*Task item*
Of the lines in the data below, write out exactly those from the one holding "let e_h = hydrogen.energy_level_ev(1).unwrap();" through the one holding "assert!(model.energy_level_ev(0).is_err());", both included.

※

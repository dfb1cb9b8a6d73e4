#[cfg(test)]
mod tests {
    use approx::assert_relative_eq;
    use common::constants::{BOHR_RADIUS, C_NM_PER_S, J_PER_EV, RYDBERG_ENERGY};

    use crate::error::BohrError;
    use crate::model::BohrModel;

    #[test]
    fn test_construction() {
        let model = BohrModel::new(3).unwrap();
        assert_eq!(model.z(), 3);
        assert_eq!(model.to_string(), "BohrModel(Z=3)");

        assert_eq!(BohrModel::hydrogen(), BohrModel::new(1).unwrap());
        assert_eq!(BohrModel::default().z(), 1);
    }

    #[test]
    fn test_zero_atomic_number_is_rejected() {
        let err = BohrModel::new(0).unwrap_err();
        assert!(matches!(err, BohrError::InvalidParameter { name: "Z", value: 0, .. }));
        assert_eq!(err.to_string(), "Invalid parameter Z = 0: must be at least 1");
    }

    #[test]
    fn test_hydrogen_energy_levels() {
        let hydrogen = BohrModel::hydrogen();

        assert_relative_eq!(hydrogen.energy_level(1).unwrap(), -RYDBERG_ENERGY);
        assert_relative_eq!(hydrogen.energy_level(2).unwrap(), -RYDBERG_ENERGY / 4.0);
        assert_relative_eq!(hydrogen.energy_level_ev(1).unwrap(), -13.605_693, max_relative = 1e-6);
        assert_relative_eq!(hydrogen.energy_level_ev(2).unwrap(), -3.401_423, max_relative = 1e-6);
    }

    #[test]
    fn test_ev_uses_the_elementary_charge() {
        let model = BohrModel::new(5).unwrap();
        for n in 1..=10 {
            let joules = model.energy_level(n).unwrap();
            assert_eq!(model.energy_level_ev(n).unwrap(), joules / J_PER_EV);
        }
    }

    #[test]
    fn test_energy_scales_with_z_squared() {
        let hydrogen = BohrModel::hydrogen();
        let helium_ion = BohrModel::new(2).unwrap();
        let lithium_ion = BohrModel::new(3).unwrap();

        let e_h = hydrogen.energy_level_ev(1).unwrap();
        assert_relative_eq!(helium_ion.energy_level_ev(1).unwrap(), 4.0 * e_h, max_relative = 1e-12);
        assert_relative_eq!(lithium_ion.energy_level_ev(1).unwrap(), 9.0 * e_h, max_relative = 1e-12);
        assert_relative_eq!(helium_ion.energy_level_ev(1).unwrap(), -54.4228, max_relative = 1e-5);
    }

    #[test]
    fn test_energy_levels_rise_toward_zero() {
        let model = BohrModel::new(2).unwrap();
        let mut previous = model.energy_level(1).unwrap();
        assert!(previous < 0.0);
        for n in 2..=50 {
            let energy = model.energy_level(n).unwrap();
            assert!(energy < 0.0);
            assert!(energy > previous);
            previous = energy;
        }
    }

    #[test]
    fn test_orbital_radius() {
        let hydrogen = BohrModel::hydrogen();
        assert_relative_eq!(hydrogen.orbital_radius(1).unwrap(), BOHR_RADIUS);
        assert_relative_eq!(hydrogen.orbital_radius(3).unwrap(), 9.0 * BOHR_RADIUS);
        assert_relative_eq!(hydrogen.orbital_radius_angstrom(1).unwrap(), 0.529_177, max_relative = 1e-6);

        let helium_ion = BohrModel::new(2).unwrap();
        assert_relative_eq!(
            helium_ion.orbital_radius_angstrom(1).unwrap(),
            hydrogen.orbital_radius_angstrom(1).unwrap() / 2.0,
            max_relative = 1e-12
        );
    }

    #[test]
    fn test_level_zero_is_rejected() {
        let model = BohrModel::hydrogen();
        assert!(matches!(
            model.energy_level(0),
            Err(BohrError::InvalidParameter { name: "n", value: 0, .. })
        ));
        assert!(model.energy_level_ev(0).is_err());
        assert!(model.orbital_radius(0).is_err());
        assert!(model.orbital_radius_angstrom(0).is_err());
        assert!(model.ionization_energy(0).is_err());
    }

    #[test]
    fn test_ionization_energy() {
        let hydrogen = BohrModel::hydrogen();
        assert_relative_eq!(hydrogen.ionization_energy_ev(1).unwrap(), 13.605_693, max_relative = 1e-6);
        assert_relative_eq!(hydrogen.ionization_energy(2).unwrap(), RYDBERG_ENERGY / 4.0);
        assert_relative_eq!(hydrogen.ionization_energy_kj_per_mol(1).unwrap(), 1312.745, max_relative = 1e-6);
    }

    #[test]
    fn test_transition_energy_sign() {
        let hydrogen = BohrModel::hydrogen();

        let emission = hydrogen.transition_energy(3, 2).unwrap();
        let absorption = hydrogen.transition_energy(2, 3).unwrap();
        assert!(emission < 0.0);
        assert!(absorption > 0.0);
        assert_relative_eq!(emission, -absorption);
        assert_relative_eq!(emission, -5.0 * RYDBERG_ENERGY / 36.0, max_relative = 1e-12);

        assert_eq!(hydrogen.transition_energy(4, 4).unwrap(), 0.0);
    }

    #[test]
    fn test_transition_names_the_offending_level() {
        let hydrogen = BohrModel::hydrogen();
        assert!(matches!(
            hydrogen.transition_energy(0, 2),
            Err(BohrError::InvalidParameter { name: "n_initial", .. })
        ));
        assert!(matches!(
            hydrogen.transition_energy(2, 0),
            Err(BohrError::InvalidParameter { name: "n_final", .. })
        ));
        assert!(matches!(
            hydrogen.transition_wavelength_nm(0, 0),
            Err(BohrError::InvalidParameter { name: "n_initial", .. })
        ));
    }

    #[test]
    fn test_balmer_alpha() {
        let hydrogen = BohrModel::hydrogen();
        assert_relative_eq!(hydrogen.transition_wavelength_nm(3, 2).unwrap(), 656.112, max_relative = 1e-5);
        assert_relative_eq!(hydrogen.transition_frequency(3, 2).unwrap(), 4.569_225e14, max_relative = 1e-6);

        // Absorption gives the same photon.
        assert_relative_eq!(
            hydrogen.transition_wavelength_nm(2, 3).unwrap(),
            hydrogen.transition_wavelength_nm(3, 2).unwrap()
        );
    }

    #[test]
    fn test_null_transition_is_undefined() {
        let hydrogen = BohrModel::hydrogen();
        let expected = BohrError::DivisionUndefined { n_initial: 2, n_final: 2 };
        assert_eq!(hydrogen.transition_wavelength_nm(2, 2), Err(expected));
        assert_eq!(hydrogen.transition_frequency(2, 2), Err(expected));
        assert_eq!(hydrogen.transition(2, 2), Err(expected));
    }

    #[test]
    fn test_wavelength_times_frequency_is_c() {
        let model = BohrModel::new(4).unwrap();
        for (ni, nf) in [(2, 1), (7, 3), (1, 6), (20, 19)] {
            let product =
                model.transition_wavelength_nm(ni, nf).unwrap() * model.transition_frequency(ni, nf).unwrap();
            assert_relative_eq!(product, C_NM_PER_S, max_relative = 1e-12);
        }
    }

    #[test]
    fn test_transition_bundle_matches_individual_queries() {
        let model = BohrModel::new(2).unwrap();
        let line = model.transition(4, 3).unwrap();

        assert_eq!(line.transition.n_initial, 4);
        assert_eq!(line.transition.n_final, 3);
        assert_eq!(line.energy, model.transition_energy(4, 3).unwrap());
        assert_eq!(line.wavelength_nm, model.transition_wavelength_nm(4, 3).unwrap());
        assert_eq!(line.frequency, model.transition_frequency(4, 3).unwrap());
        assert_relative_eq!(line.wavelength_nm, 468.652, max_relative = 1e-5);
    }

    #[test]
    fn test_model_is_shareable_across_threads() {
        let model = BohrModel::new(3).unwrap();
        let expected = model.energy_level(2).unwrap();

        let handles: Vec<_> = (0..4)
            .map(|_| std::thread::spawn(move || model.energy_level(2).unwrap()))
            .collect();
        for handle in handles {
            assert_eq!(handle.join().unwrap(), expected);
        }
    }
}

※

*Answer for this exercise*
        let e_h = hydrogen.energy_level_ev(1).unwrap();
        assert_relative_eq!(helium_ion.energy_level_ev(1).unwrap(), 4.0 * e_h, max_relative = 1e-12);
        assert_relative_eq!(lithium_ion.energy_level_ev(1).unwrap(), 9.0 * e_h, max_relative = 1e-12);
        assert_relative_eq!(helium_ion.energy_level_ev(1).unwrap(), -54.4228, max_relative = 1e-5);
    }

    #[test]
    fn test_energy_levels_rise_toward_zero() {
        let model = BohrModel::new(2).unwrap();
        let mut previous = model.energy_level(1).unwrap();
        assert!(previous < 0.0);
        for n in 2..=50 {
            let energy = model.energy_level(n).unwrap();
            assert!(energy < 0.0);
            assert!(energy > previous);
            previous = energy;
        }
    }

    #[test]
    fn test_orbital_radius() {
        let hydrogen = BohrModel::hydrogen();
        assert_relative_eq!(hydrogen.orbital_radius(1).unwrap(), BOHR_RADIUS);
        assert_relative_eq!(hydrogen.orbital_radius(3).unwrap(), 9.0 * BOHR_RADIUS);
        assert_relative_eq!(hydrogen.orbital_radius_angstrom(1).unwrap(), 0.529_177, max_relative = 1e-6);

        let helium_ion = BohrModel::new(2).unwrap();
        assert_relative_eq!(
            helium_ion.orbital_radius_angstrom(1).unwrap(),
            hydrogen.orbital_radius_angstrom(1).unwrap() / 2.0,
            max_relative = 1e-12
        );
    }

    #[test]
    fn test_level_zero_is_rejected() {
        let model = BohrModel::hydrogen();
        assert!(matches!(
            model.energy_level(0),
            Err(BohrError::InvalidParameter { name: "n", value: 0, .. })
        ));
        assert!(model.energy_level_ev(0).is_err());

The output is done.